Wales: Tinnitus-Tragödie als Wendepunkt? – News 096

März 6, 2017

In Wales hat sich eine Tragödie abgespielt, die künftig für die Tinnitus-Forschung von Vorteil sein könnte

Der 58-jährige James J. wurde tot aufgefunden, nachdem er auf einmal aus seinem Zuhause verschwunden war. Wie die "Daily Mail" berichtet, hat seine Familie praktisch keinen Zweifel, dass das Ableben des Briten mit dessen Tinnitus in Verbindung steht. J. hat sich offenbar das Leben genommen. Sein Sohn Danny berichtet, dass James fünf Geräusche zur selben Zeit gehabt habe, die ihm wenig bis keinen Schlaf gelassen und langsam in den Wahnsinn getrieben hätten. Die Familie möchte nun anderen Menschen dabei helfen, dass sich dieses Schicksal nicht wiederholt.
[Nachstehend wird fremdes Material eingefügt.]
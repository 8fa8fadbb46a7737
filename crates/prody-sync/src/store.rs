//! # Operation Store
//!
//! Durable persistence for the full pending-operation set.
//!
//! ## Snapshot Model
//! ```text
//! ┌─────────────────────────────────────────────────────────────────────────┐
//! │                    Whole-Queue Snapshots                                │
//! │                                                                         │
//! │  in-memory queue (authoritative)                                       │
//! │       │                                                                 │
//! │       │  save(&[SyncOperation])  ← after every mutation                │
//! │       ▼                                                                 │
//! │  JSON array of SyncOperation (camelCase)                               │
//! │       │                                                                 │
//! │       ├── SqliteOperationStore  → sync_store["pending_sync_operations"]│
//! │       ├── FileOperationStore    → tmp file, fsync, rename              │
//! │       └── MemoryOperationStore  → String in process memory             │
//! │                                                                         │
//! │  Every save replaces the previous snapshot atomically: a reader sees   │
//! │  the old queue or the new one, never a mix.                            │
//! │                                                                         │
//! │  load() on unparseable bytes:                                          │
//! │    1. move the bytes aside (*.corrupt)                                 │
//! │    2. return SyncError::CorruptQueue                                   │
//! │    3. the engine starts empty and reports the problem once             │
//! │                                                                         │
//! │  peek() decodes the same bytes but never moves anything, so tools can  │
//! │  inspect a queue a running app still owns.                             │
//! └─────────────────────────────────────────────────────────────────────────┘
//! ```

use std::path::{Path, PathBuf};
use std::sync::atomic::{AtomicBool, AtomicUsize, Ordering};
use std::sync::Arc;

use async_trait::async_trait;
use chrono::{DateTime, Utc};
use tokio::io::AsyncWriteExt;
use tokio::sync::Mutex;
use tracing::{debug, info, warn};

use prody_core::SyncOperation;
use prody_db::{Database, DbConfig, SyncQueueRepository};

use crate::config::{StorageBackend, SyncConfig};
use crate::error::{SyncError, SyncResult};

// =============================================================================
// Store Trait
// =============================================================================

/// Persists the pending queue as one snapshot.
#[async_trait]
pub trait OperationStore: Send + Sync {
    /// Replaces the persisted queue with `operations`.
    async fn save(&self, operations: &[SyncOperation]) -> SyncResult<()>;

    /// Returns the last saved queue, empty if nothing was saved.
    ///
    /// ## Errors
    /// `SyncError::CorruptQueue` if a snapshot exists but can't be decoded.
    async fn load(&self) -> SyncResult<Vec<SyncOperation>>;

    /// Removes the persisted queue.
    async fn clear(&self) -> SyncResult<()>;

    /// Decodes the persisted queue without side effects.
    ///
    /// Unlike [`load`](Self::load), a corrupt snapshot is reported as
    /// `SyncError::CorruptQueue` and left where it is.
    async fn peek(&self) -> SyncResult<Vec<SyncOperation>>;

    /// When the snapshot was last written, if the backend records it.
    async fn saved_at(&self) -> SyncResult<Option<DateTime<Utc>>> {
        Ok(None)
    }
}

#[async_trait]
impl<T: OperationStore + ?Sized> OperationStore for Arc<T> {
    async fn save(&self, operations: &[SyncOperation]) -> SyncResult<()> {
        (**self).save(operations).await
    }

    async fn load(&self) -> SyncResult<Vec<SyncOperation>> {
        (**self).load().await
    }

    async fn clear(&self) -> SyncResult<()> {
        (**self).clear().await
    }

    async fn peek(&self) -> SyncResult<Vec<SyncOperation>> {
        (**self).peek().await
    }

    async fn saved_at(&self) -> SyncResult<Option<DateTime<Utc>>> {
        (**self).saved_at().await
    }
}

// =============================================================================
// Encoding
// =============================================================================

/// Serializes a queue snapshot.
pub fn encode_queue(operations: &[SyncOperation]) -> SyncResult<String> {
    Ok(serde_json::to_string(operations)?)
}

/// Parses a queue snapshot. Blank input is an empty queue.
pub fn decode_queue(raw: &str) -> SyncResult<Vec<SyncOperation>> {
    if raw.trim().is_empty() {
        return Ok(Vec::new());
    }
    serde_json::from_str(raw).map_err(|e| SyncError::CorruptQueue(e.to_string()))
}

// =============================================================================
// SQLite Backend
// =============================================================================

/// Stores the queue as a single row in the SQLite `sync_store` table.
#[derive(Debug)]
pub struct SqliteOperationStore {
    repo: SyncQueueRepository,
    write_lock: Mutex<()>,
}

impl SqliteOperationStore {
    pub fn new(repo: SyncQueueRepository) -> Self {
        SqliteOperationStore {
            repo,
            write_lock: Mutex::new(()),
        }
    }

    /// Opens (or creates) the database at `path` and runs migrations.
    pub async fn open(path: impl Into<PathBuf>) -> SyncResult<Self> {
        let db = Database::open(DbConfig::new(path)).await?;
        Ok(Self::new(db.sync_queue()))
    }

    /// In-memory database, mostly for tests.
    pub async fn in_memory() -> SyncResult<Self> {
        let db = Database::open(DbConfig::in_memory()).await?;
        Ok(Self::new(db.sync_queue()))
    }

    pub fn repository(&self) -> &SyncQueueRepository {
        &self.repo
    }
}

#[async_trait]
impl OperationStore for SqliteOperationStore {
    async fn save(&self, operations: &[SyncOperation]) -> SyncResult<()> {
        let json = encode_queue(operations)?;
        let _guard = self.write_lock.lock().await;
        self.repo.save_queue(&json).await?;
        debug!(count = operations.len(), "Persisted sync queue to SQLite");
        Ok(())
    }

    async fn load(&self) -> SyncResult<Vec<SyncOperation>> {
        let _guard = self.write_lock.lock().await;
        let Some(raw) = self.repo.load_queue().await? else {
            return Ok(Vec::new());
        };

        match decode_queue(&raw) {
            Ok(operations) => Ok(operations),
            Err(err) => {
                self.repo.quarantine_queue(&raw).await?;
                Err(err)
            }
        }
    }

    async fn clear(&self) -> SyncResult<()> {
        let _guard = self.write_lock.lock().await;
        self.repo.clear_queue().await?;
        Ok(())
    }

    async fn peek(&self) -> SyncResult<Vec<SyncOperation>> {
        match self.repo.load_queue().await? {
            Some(raw) => decode_queue(&raw),
            None => Ok(Vec::new()),
        }
    }

    async fn saved_at(&self) -> SyncResult<Option<DateTime<Utc>>> {
        Ok(self.repo.last_saved_at().await?)
    }
}
//! # Sync Worker
//!
//! Background task that decides *when* to drain.
//!
//! ## Worker Loop
//! ```text
//! ┌─────────────────────────────────────────────────────────────────────────┐
//! │                        SyncWorker::run                                  │
//! │                                                                         │
//! │  startup: online + enabled + work queued? ──▶ drain                    │
//! │                                                                         │
//! │  loop {                                                                 │
//! │    select! {                                                            │
//! │      connectivity.changed()  ──▶ AVAILABLE: drain                      │
//! │                                   otherwise: publish OFFLINE           │
//! │      drain_rx.recv()         ──▶ drain (requests coalesce, cap 1)      │
//! │      retry timer             ──▶ drain (earliest next_retry_at)        │
//! │      telemetry tick (30s)    ──▶ recompute stuck counts                │
//! │      shutdown_rx.recv()      ──▶ break                                 │
//! │    }                                                                    │
//! │  }                                                                      │
//! └─────────────────────────────────────────────────────────────────────────┘
//! ```

use std::time::Duration;

use tokio::sync::{mpsc, oneshot, watch};
use tokio::time::{Instant, MissedTickBehavior};
use tracing::{debug, info};

use crate::connectivity::ConnectivityState;
use crate::engine::SyncEngine;
use crate::error::{SyncError, SyncResult};

/// How often telemetry is recomputed while nothing else happens.
const TELEMETRY_REFRESH: Duration = Duration::from_secs(30);

// =============================================================================
// Worker
// =============================================================================

/// Reacts to connectivity and drain requests for one engine.
pub(crate) struct SyncWorker {
    engine: SyncEngine,
    connectivity: watch::Receiver<ConnectivityState>,
    drain_rx: mpsc::Receiver<()>,
    shutdown_rx: mpsc::Receiver<()>,
    stopped_tx: oneshot::Sender<()>,
}

/// Handle for stopping the background worker.
#[derive(Debug)]
pub struct SyncWorkerHandle {
    shutdown_tx: mpsc::Sender<()>,
    stopped_rx: oneshot::Receiver<()>,
}

impl SyncWorkerHandle {
    /// Stops the worker and waits for it to exit.
    ///
    /// A drain pass in progress finishes first.
    pub async fn shutdown(self) -> SyncResult<()> {
        self.shutdown_tx
            .send(())
            .await
            .map_err(|_| SyncError::ChannelError("Shutdown channel closed".into()))?;
        self.stopped_rx
            .await
            .map_err(|_| SyncError::ChannelError("Worker exited without acknowledging".into()))
    }

    /// True while the worker task is alive.
    pub fn is_running(&self) -> bool {
        !self.shutdown_tx.is_closed()
    }
}

impl SyncWorker {
    pub(crate) fn new(
        engine: SyncEngine,
        connectivity: watch::Receiver<ConnectivityState>,
        drain_rx: mpsc::Receiver<()>,
    ) -> (Self, SyncWorkerHandle) {
        let (shutdown_tx, shutdown_rx) = mpsc::channel(1);
        let (stopped_tx, stopped_rx) = oneshot::channel();

        let worker = SyncWorker {
            engine,
            connectivity,
            drain_rx,
            shutdown_rx,
            stopped_tx,
        };
        let handle = SyncWorkerHandle {
            shutdown_tx,
            stopped_rx,
        };

        (worker, handle)
    }

    /// Runs until shutdown is requested or the handle is dropped.
    pub(crate) async fn run(mut self) {
        info!("Sync worker starting");

        // Changes before this point are reflected in the initial check.
        self.connectivity.borrow_and_update();
        if self.engine.is_online() && self.engine.is_sync_enabled() && self.engine.has_drainable_work().await {
            self.engine.drain().await;
        }

        let mut telemetry_tick =
            tokio::time::interval_at(Instant::now() + TELEMETRY_REFRESH, TELEMETRY_REFRESH);
        telemetry_tick.set_missed_tick_behavior(MissedTickBehavior::Delay);

        let mut connectivity_open = true;
        loop {
            let retry_wait = self.retry_wait().await;

            tokio::select! {
                changed = self.connectivity.changed(), if connectivity_open => {
                    if changed.is_err() {
                        debug!("Connectivity source dropped; keeping last known state");
                        connectivity_open = false;
                        continue;
                    }
                    let state = *self.connectivity.borrow_and_update();
                    info!(%state, "Connectivity transition");
                    if state.is_online() {
                        self.engine.drain().await;
                    } else {
                        self.engine.refresh_state().await;
                    }
                }

                Some(()) = self.drain_rx.recv() => {
                    self.engine.drain().await;
                }

                _ = tokio::time::sleep(retry_wait.unwrap_or(Duration::ZERO)), if retry_wait.is_some() => {
                    debug!("Scheduled retry due");
                    self.engine.drain().await;
                }

                _ = telemetry_tick.tick() => {
                    self.engine.refresh_telemetry().await;
                }

                _ = self.shutdown_rx.recv() => {
                    info!("Sync worker shutting down");
                    break;
                }
            }
        }

        self.engine.return_drain_receiver(self.drain_rx);
        let _ = self.stopped_tx.send(());
        info!("Sync worker stopped");
    }

    /// How long to sleep before the next scheduled retry, if one is
    /// pending and a drain could act on it.
    async fn retry_wait(&self) -> Option<Duration> {
        if !self.engine.is_online() || !self.engine.is_sync_enabled() {
            return None;
        }
        self.engine.next_retry_in().await
    }
}
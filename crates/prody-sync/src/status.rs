//! # Status Aggregation
//!
//! How the engine folds its flags and the queue into one [`SyncStatus`],
//! plus the per-pass [`DrainReport`].
//!
//! ```text
//! disabled            → DISABLED
//! drain in progress   → SYNCING
//! queue empty         → SYNCED
//! offline             → OFFLINE
//! otherwise           → SyncStatus::settled(queue)
//! ```

use serde::{Deserialize, Serialize};

use prody_core::{SyncOperation, SyncStatus};

/// Engine-level inputs to the status computation.
#[derive(Debug, Clone, Copy, PartialEq, Eq)]
pub struct StatusInputs {
    pub enabled: bool,
    pub draining: bool,
    pub online: bool,
}

/// Status for `queue` given the engine flags.
pub fn derive_status(inputs: StatusInputs, queue: &[SyncOperation]) -> SyncStatus {
    if !inputs.enabled {
        SyncStatus::Disabled
    } else if inputs.draining {
        SyncStatus::Syncing
    } else if queue.is_empty() {
        SyncStatus::Synced
    } else if !inputs.online {
        SyncStatus::Offline
    } else {
        SyncStatus::settled(queue)
    }
}

/// What a single drain pass did.
#[derive(Debug, Clone, Copy, PartialEq, Eq, Default, Serialize, Deserialize)]
#[serde(rename_all = "camelCase")]
pub struct DrainReport {
    /// Executor calls made.
    pub attempted: usize,
    pub succeeded: usize,
    /// Executor calls that returned an error, panicked or timed out.
    pub failed: usize,
    /// Operations skipped because their retry time hadn't come.
    pub deferred: usize,
    /// The pass stopped early (connectivity lost or sync disabled).
    pub interrupted: bool,
}

impl DrainReport {
    /// True if nothing was attempted.
    pub fn is_noop(&self) -> bool {
        self.attempted == 0 && self.deferred == 0
    }
}

#[cfg(test)]
mod tests {
    use super::*;
    use prody_core::{LifecycleState, OperationType};

    const ONLINE: StatusInputs = StatusInputs {
        enabled: true,
        draining: false,
        online: true,
    };

    fn op(state: LifecycleState) -> SyncOperation {
        let mut op = SyncOperation::new(OperationType::SettingsUpdate, None, "{}", 0);
        op.lifecycle_state = state;
        op
    }

    #[test]
    fn test_disabled_wins() {
        let inputs = StatusInputs {
            enabled: false,
            draining: true,
            online: false,
        };
        assert_eq!(derive_status(inputs, &[]), SyncStatus::Disabled);
    }

    #[test]
    fn test_empty_queue_is_synced_even_offline() {
        let offline = StatusInputs {
            online: false,
            ..ONLINE
        };
        assert_eq!(derive_status(offline, &[]), SyncStatus::Synced);
        assert_eq!(
            derive_status(offline, &[op(LifecycleState::Pending)]),
            SyncStatus::Offline
        );
    }

    #[test]
    fn test_settled_statuses() {
        assert_eq!(
            derive_status(ONLINE, &[op(LifecycleState::Failed), op(LifecycleState::RetryScheduled)]),
            SyncStatus::Pending
        );
        assert_eq!(
            derive_status(ONLINE, &[op(LifecycleState::Failed)]),
            SyncStatus::Failed
        );
    }

    #[test]
    fn test_draining_reports_syncing() {
        let draining = StatusInputs {
            draining: true,
            ..ONLINE
        };
        assert_eq!(
            derive_status(draining, &[op(LifecycleState::Pending)]),
            SyncStatus::Syncing
        );
    }
}
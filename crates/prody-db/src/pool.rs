//! # Sync Database
//!
//! Opens the SQLite file that holds the queue snapshot.
//!
//! ```text
//! DbConfig::new(path) ──▶ Database::open ──▶ WAL + synchronous=FULL
//!                                         ──▶ busy_timeout (app and the
//!                                             sync-queue CLI may share a file)
//!                                         ──▶ migrations
//!                                         ──▶ sync_queue() repository
//! ```

use sqlx::sqlite::{SqliteConnectOptions, SqliteJournalMode, SqlitePoolOptions, SqliteSynchronous};
use sqlx::SqlitePool;
use std::path::PathBuf;
use std::str::FromStr;
use std::time::Duration;
use tracing::info;

use crate::error::{DbError, DbResult};
use crate::migrations;
use crate::repository::sync_queue::SyncQueueRepository;

const IN_MEMORY: &str = ":memory:";

// =============================================================================
// Configuration
// =============================================================================

/// Where the sync database lives and how long to wait on a locked file.
#[derive(Debug, Clone, PartialEq, Eq)]
pub struct DbConfig {
    pub database_path: PathBuf,

    /// How long a statement waits for another process's write lock.
    /// Default: 5 seconds
    pub busy_timeout: Duration,
}

impl DbConfig {
    pub fn new(path: impl Into<PathBuf>) -> Self {
        DbConfig {
            database_path: path.into(),
            busy_timeout: Duration::from_secs(5),
        }
    }

    /// A private in-memory database (for tests and ephemeral sessions).
    pub fn in_memory() -> Self {
        Self::new(IN_MEMORY)
    }

    fn is_in_memory(&self) -> bool {
        self.database_path.as_os_str() == IN_MEMORY
    }
}

// =============================================================================
// Database
// =============================================================================

/// Handle to an opened, migrated sync database.
#[derive(Debug, Clone)]
pub struct Database {
    pool: SqlitePool,
}

impl Database {
    /// Opens the database, creating the file if needed, and applies
    /// pending migrations.
    pub async fn open(config: DbConfig) -> DbResult<Self> {
        info!(path = %config.database_path.display(), "Opening sync database");

        let url = format!("sqlite://{}?mode=rwc", config.database_path.display());
        let options = SqliteConnectOptions::from_str(&url)
            .map_err(|e| DbError::Open(e.to_string()))?
            .journal_mode(SqliteJournalMode::Wal)
            // Each save replaces the whole queue
            .synchronous(SqliteSynchronous::Full)
            .busy_timeout(config.busy_timeout)
            .create_if_missing(true);

        // Every connection to ":memory:" is its own database
        let max_connections = if config.is_in_memory() { 1 } else { 2 };

        let pool = SqlitePoolOptions::new()
            .max_connections(max_connections)
            .connect_with(options)
            .await
            .map_err(|e| DbError::Open(e.to_string()))?;

        migrations::run_migrations(&pool).await?;
        Ok(Database { pool })
    }

    /// Repository for the pending queue snapshot.
    pub fn sync_queue(&self) -> SyncQueueRepository {
        SyncQueueRepository::new(self.pool.clone())
    }

    #[cfg(test)]
    pub(crate) fn pool(&self) -> &SqlitePool {
        &self.pool
    }
}

#[cfg(test)]
mod tests {
    use super::*;

    #[test]
    fn test_in_memory_config() {
        let config = DbConfig::in_memory();
        assert!(config.is_in_memory());
        assert!(!DbConfig::new("/tmp/queue.db").is_in_memory());
        assert_eq!(config.busy_timeout, Duration::from_secs(5));
    }

    #[tokio::test]
    async fn test_file_database_is_created() {
        let dir = tempfile::tempdir().unwrap();
        let path = dir.path().join("queue.db");

        let db = Database::open(DbConfig::new(&path)).await.unwrap();
        db.sync_queue().save_queue("[]").await.unwrap();

        assert!(path.exists());
    }

    #[tokio::test]
    async fn test_reopen_keeps_saved_queue() {
        let dir = tempfile::tempdir().unwrap();
        let path = dir.path().join("queue.db");

        let first = Database::open(DbConfig::new(&path)).await.unwrap();
        first.sync_queue().save_queue("[1]").await.unwrap();
        first.pool().close().await;

        let second = Database::open(DbConfig::new(&path)).await.unwrap();
        assert_eq!(
            second.sync_queue().load_queue().await.unwrap().as_deref(),
            Some("[1]")
        );
    }
}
Familie wird zum Spendensammler

So berichtet die Familie J., dass sie vor allem darüber geschockt gewesen sei, dass es keine wirkliche Therapie gegen den Tinnitus gebe. Man habe sich deshalb dafür entschieden, gezielt Spenden für die Forschung gegen die Geräusche im Ohr zu sammeln. Durch die breite Aufmerksamkeit, welche der Fall in den britischen Medien bekommt, läuft die Sammlung bereits sehr gut an. Es ist bedrückend, dass es immer erst solcher Tragödien bedarf, damit ein bekanntes Problem tatsächlich ernst genommen wird.